Glas Geschichte in Kurz

Das Glasblasen vor der Lampe hat seinen Namen von einer Öllampe mit Blasebalg, mit deren Hilfe früher Glasstäbe erhitzt wurden, um das auf diese Weise erweichte Glas zu Perlen, Figürchen und allerlei anderen dekorativen Objekten formen zu können. Im 17. Jahrhundert hatten die Italiener diese Technik schon zur Meisterschaft entwickelt. Die Öllampe ist zwar längst durch den Gas(gebläse)brenner ersetzt worden, aber der Name hat sich erhalten.

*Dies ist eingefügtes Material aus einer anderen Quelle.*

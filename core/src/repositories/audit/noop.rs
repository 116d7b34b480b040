//! No-op implementation of AuditLogRepository for when audit logging is not needed

use async_trait::async_trait;

use super::AuditLogRepository;
use crate::domain::entities::audit::AuditLog;
use crate::errors::DomainError;

/// Audit repository that discards every entry
#[derive(Debug, Default, Clone, Copy)]
pub struct NoOpAuditLogRepository;

impl NoOpAuditLogRepository {
    pub fn new() -> Self {
        Self
    }
}

#[async_trait]
impl AuditLogRepository for NoOpAuditLogRepository {
    async fn create(&self, _audit_log: &AuditLog) -> Result<(), DomainError> {
        Ok(())
    }
}
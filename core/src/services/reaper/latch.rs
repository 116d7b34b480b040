//! Fan-out/join primitive used to track completion of a batch.

use std::sync::atomic::{AtomicUsize, Ordering};
use std::sync::Arc;
use tokio::sync::Notify;

struct LatchInner {
    count: AtomicUsize,
    notify: Notify,
}

/// Async countdown latch
///
/// Created with the number of units of work; each unit calls
/// [`count_down`](CountDownLatch::count_down) once, and
/// [`wait`](CountDownLatch::wait) resolves when the count reaches zero.
#[derive(Clone)]
pub struct CountDownLatch {
    inner: Arc<LatchInner>,
}

impl CountDownLatch {
    pub fn new(count: usize) -> Self {
        Self {
            inner: Arc::new(LatchInner {
                count: AtomicUsize::new(count),
                notify: Notify::new(),
            }),
        }
    }

    /// Decrement the count, saturating at zero
    pub fn count_down(&self) {
        let previous = self
            .inner
            .count
            .fetch_update(Ordering::AcqRel, Ordering::Acquire, |c| c.checked_sub(1));
        if previous == Ok(1) {
            self.inner.notify.notify_waiters();
        }
    }

    pub fn count(&self) -> usize {
        self.inner.count.load(Ordering::Acquire)
    }

    /// Wait until the count reaches zero
    pub async fn wait(&self) {
        loop {
            let notified = self.inner.notify.notified();
            tokio::pin!(notified);
            // Register before checking so a count_down racing with us is not lost.
            notified.as_mut().enable();
            if self.count() == 0 {
                return;
            }
            notified.await;
        }
    }
}

impl std::fmt::Debug for CountDownLatch {
    fn fmt(&self, f: &mut std::fmt::Formatter<'_>) -> std::fmt::Result {
        f.debug_struct("CountDownLatch")
            .field("count", &self.count())
            .finish()
    }
}

/// Counts its latch down exactly once, when dropped
///
/// One guard is created per unit of work before any of it is dispatched, so
/// a worker that panics, times out or is never started still releases its
/// share of the latch.
#[derive(Debug)]
pub struct CompletionGuard {
    latch: CountDownLatch,
}

impl CompletionGuard {
    pub fn new(latch: CountDownLatch) -> Self {
        Self { latch }
    }

    /// Signal completion now
    pub fn complete(self) {
        drop(self);
    }
}

impl Drop for CompletionGuard {
    fn drop(&mut self) {
        self.latch.count_down();
    }
}
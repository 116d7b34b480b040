//! Refresh token exchange.
//!
//! Trades a refresh token for a new access token, rotating the refresh token
//! when the realm's provider settings ask for it. The steps run in a fixed
//! order and the first failure ends the exchange; client authentication
//! always happens before the refresh token is looked up.

use std::sync::Arc;
use tracing::{debug, field, info, info_span, warn, Instrument};

use super::audit_context::{AuditContext, OAUTH2_GRANT};
use super::client_auth::ClientAuthenticator;
use super::provider::{ProviderSettings, ProviderSettingsFactory};
use super::uris::OAuth2UrisFactory;
use crate::domain::entities::client::ClientRegistration;
use crate::domain::entities::identity::Identity;
use crate::domain::entities::token::{
    AccessToken, NewAccessToken, NewRefreshToken, RefreshToken, BEARER, REFRESH_TOKEN_GRANT,
};
use crate::domain::value_objects::request::{params, OAuth2Request};
use crate::domain::value_objects::scope::{join_scope, split_scope};
use crate::errors::{DomainError, DomainResult, OAuth2Error};
use crate::repositories::identity::IdentityManager;
use crate::repositories::token::TokenStore;
use crate::services::audit::AuditService;

/// Response key carrying the rotated refresh token id
pub const EXTRA_REFRESH_TOKEN: &str = "refresh_token";
/// Response key carrying the granted scope
pub const EXTRA_SCOPE: &str = "scope";

const OWNER_INVALID: &str = "Resource owner of this refresh token is not valid any more.";

/// Refresh token grant of the token endpoint
pub struct RefreshTokenExchange {
    store: Arc<dyn TokenStore>,
    clients: Arc<dyn ClientAuthenticator>,
    identities: Arc<dyn IdentityManager>,
    providers: Arc<dyn ProviderSettingsFactory>,
    uris: Arc<dyn OAuth2UrisFactory>,
    audit_context: Arc<dyn AuditContext>,
    audit: Arc<AuditService>,
}

impl RefreshTokenExchange {
    pub fn new(
        store: Arc<dyn TokenStore>,
        clients: Arc<dyn ClientAuthenticator>,
        identities: Arc<dyn IdentityManager>,
        providers: Arc<dyn ProviderSettingsFactory>,
        uris: Arc<dyn OAuth2UrisFactory>,
        audit_context: Arc<dyn AuditContext>,
        audit: Arc<AuditService>,
    ) -> Self {
        Self {
            store,
            clients,
            identities,
            providers,
            uris,
            audit_context,
            audit,
        }
    }

    /// Exchange the request's refresh token for a new access token
    ///
    /// # Returns
    /// * `Ok(AccessToken)` - The issued access token; its extra data carries
    ///   the rotated refresh token id and the granted scope
    /// * `Err(OAuth2Error)` - The token endpoint error to report
    pub async fn refresh_token(&self, request: &OAuth2Request) -> Result<AccessToken, OAuth2Error> {
        let span = info_span!(
            "refresh_token",
            realm = %request.realm,
            oauth2_grant = field::Empty,
        );
        self.exchange(request)
            .instrument(span)
            .await
            .map_err(OAuth2Error::from)
    }

    async fn exchange(&self, request: &OAuth2Request) -> DomainResult<AccessToken> {
        let refresh_token_id = request
            .non_empty_parameter(params::REFRESH_TOKEN)
            .ok_or_else(|| OAuth2Error::invalid_request("Missing parameter, 'refresh_token'"))?;

        let provider = self.providers.get(request).await?;
        let uris = self.uris.get(request).await?;

        let client = self
            .clients
            .authenticate(request, &uris.token_endpoint)
            .await?;

        let refresh_token = self
            .store
            .read_refresh_token(refresh_token_id)
            .await?
            .ok_or_else(|| OAuth2Error::invalid_request("RefreshToken does not exist"))?;

        if let Err(e) = self
            .audit_context
            .put_property(OAUTH2_GRANT, &refresh_token.audit_tracking_id)
        {
            warn!(error = %e, "Unable to record audit tracking id");
        }

        match self
            .exchange_found(request, provider.as_ref(), &client, &refresh_token)
            .await
        {
            Ok((access_token, rotated_to)) => {
                self.audit
                    .log_refresh_success(&refresh_token, &access_token, rotated_to.as_deref())
                    .await;
                info!(
                    client_id = %client.client_id,
                    rotated = rotated_to.is_some(),
                    "Refresh token exchanged"
                );
                Ok(access_token)
            }
            Err(e) => {
                let code = OAuth2Error::from(e.clone()).error_code();
                self.audit.log_refresh_failure(&refresh_token, code).await;
                Err(e)
            }
        }
    }

    /// Everything after the refresh token has been found
    async fn exchange_found(
        &self,
        request: &OAuth2Request,
        provider: &dyn ProviderSettings,
        client: &ClientRegistration,
        refresh_token: &RefreshToken,
    ) -> DomainResult<(AccessToken, Option<String>)> {
        if refresh_token.client_id.to_lowercase() != client.client_id.to_lowercase() {
            return Err(OAuth2Error::invalid_request("Token was issued to a different client").into());
        }

        if !refresh_token.is_refresh_grant() || refresh_token.is_expired() {
            return Err(OAuth2Error::invalid_grant("grant is invalid").into());
        }

        let owner = self.resolve_owner(refresh_token).await?;
        debug!(owner = %owner.id, realm = %owner.realm, "Resource owner resolved");

        let requested = split_scope(request.parameter(params::SCOPE));
        let scope = provider
            .validate_refresh_token_scope(client, &requested, &refresh_token.scope, request)
            .await?;

        let claims = provider
            .validate_requested_claims(refresh_token.claims.as_deref())
            .await?;

        let rotated = if provider.issue_refresh_tokens_on_refreshing() {
            let replacement = self
                .store
                .create_refresh_token(NewRefreshToken {
                    grant_type: REFRESH_TOKEN_GRANT.to_string(),
                    client_id: client.client_id.clone(),
                    owner: refresh_token.owner.clone(),
                    redirect_uri: refresh_token.redirect_uri.clone(),
                    scope: refresh_token.scope.clone(),
                    claims: claims.clone(),
                    auth_grant_id: refresh_token.auth_grant_id.clone(),
                    lifetime: provider.refresh_token_lifetime(),
                })
                .await?;
            self.store.delete_refresh_token(&refresh_token.id).await?;
            Some(replacement)
        } else {
            None
        };

        let backing_id = rotated
            .as_ref()
            .map_or_else(|| refresh_token.id.clone(), |token| token.id.clone());

        let mut access_token = self
            .store
            .create_access_token(NewAccessToken {
                grant_type: REFRESH_TOKEN_GRANT.to_string(),
                token_type: BEARER.to_string(),
                owner: refresh_token.owner.clone(),
                client_id: client.client_id.clone(),
                redirect_uri: refresh_token.redirect_uri.clone(),
                scope: scope.clone(),
                refresh_token_id: Some(backing_id),
                claims,
                lifetime: provider.access_token_lifetime(),
            })
            .await?;

        if let Some(replacement) = &rotated {
            access_token.add_extra_data(EXTRA_REFRESH_TOKEN, replacement.id.clone());
        }

        provider
            .additional_data_to_return_from_token_endpoint(&mut access_token, request)
            .await?;

        if !scope.is_empty() {
            access_token.add_extra_data(EXTRA_SCOPE, join_scope(&scope));
        }

        Ok((access_token, rotated.map(|token| token.id)))
    }

    /// Not found, inactive and unauthorizable owners are indistinguishable to the caller
    async fn resolve_owner(&self, refresh_token: &RefreshToken) -> DomainResult<Identity> {
        let owner = &refresh_token.owner;
        let identity = match self
            .identities
            .get_resource_owner_identity(&owner.id, &owner.realm)
            .await
        {
            Ok(identity) => identity,
            Err(DomainError::OAuth2(e @ OAuth2Error::UnauthorizedClient { .. })) => {
                debug!(owner = %owner, error = %e, "Unable to resolve resource owner");
                None
            }
            Err(e) => return Err(e),
        };

        identity
            .filter(|identity| identity.active)
            .ok_or_else(|| OAuth2Error::invalid_request(OWNER_INVALID).into())
    }
}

Die heute verwendeten Geräte, die mit Druckluft und Sauerstoff betrieben werden, lassen Temperaturen bis 2500 Grad Celsius zu. Dieser Fortschritt ermöglicht auch dem Künstler neue Möglichkeiten. Durch gesteuerte Zufuhr von Druckluft und Sauerstoff kann er nicht nur die Temperatur variieren, sondern die Flamme so beeinflussen, dass entweder eine oxidierende oder reduzierende Wirkung entsteht, was wiederum zu unterschiedlichen chemischen Reaktionen der verwendeten Hilfsstoffe – Metallsalze und -oxide – und damit zu jeweils verschiedenen Oberflächenwirkungen führt. Hinzu kommt das Aufschmelzen farbiger Glasbrösel und -fäden, was dem Lampenglasbläser eine fast unbegrenzte Palette von Möglichkeiten eröffnet. Das Verhalten verschiedener Glassorten und chemischen Substanzen in der Flamme will sorgfältig erprobt sein; oft sind lange Versuchsreihen mit wechselnden Mischungsverhältnissen nötig, ehe das gewünschte Resultat erreicht ist.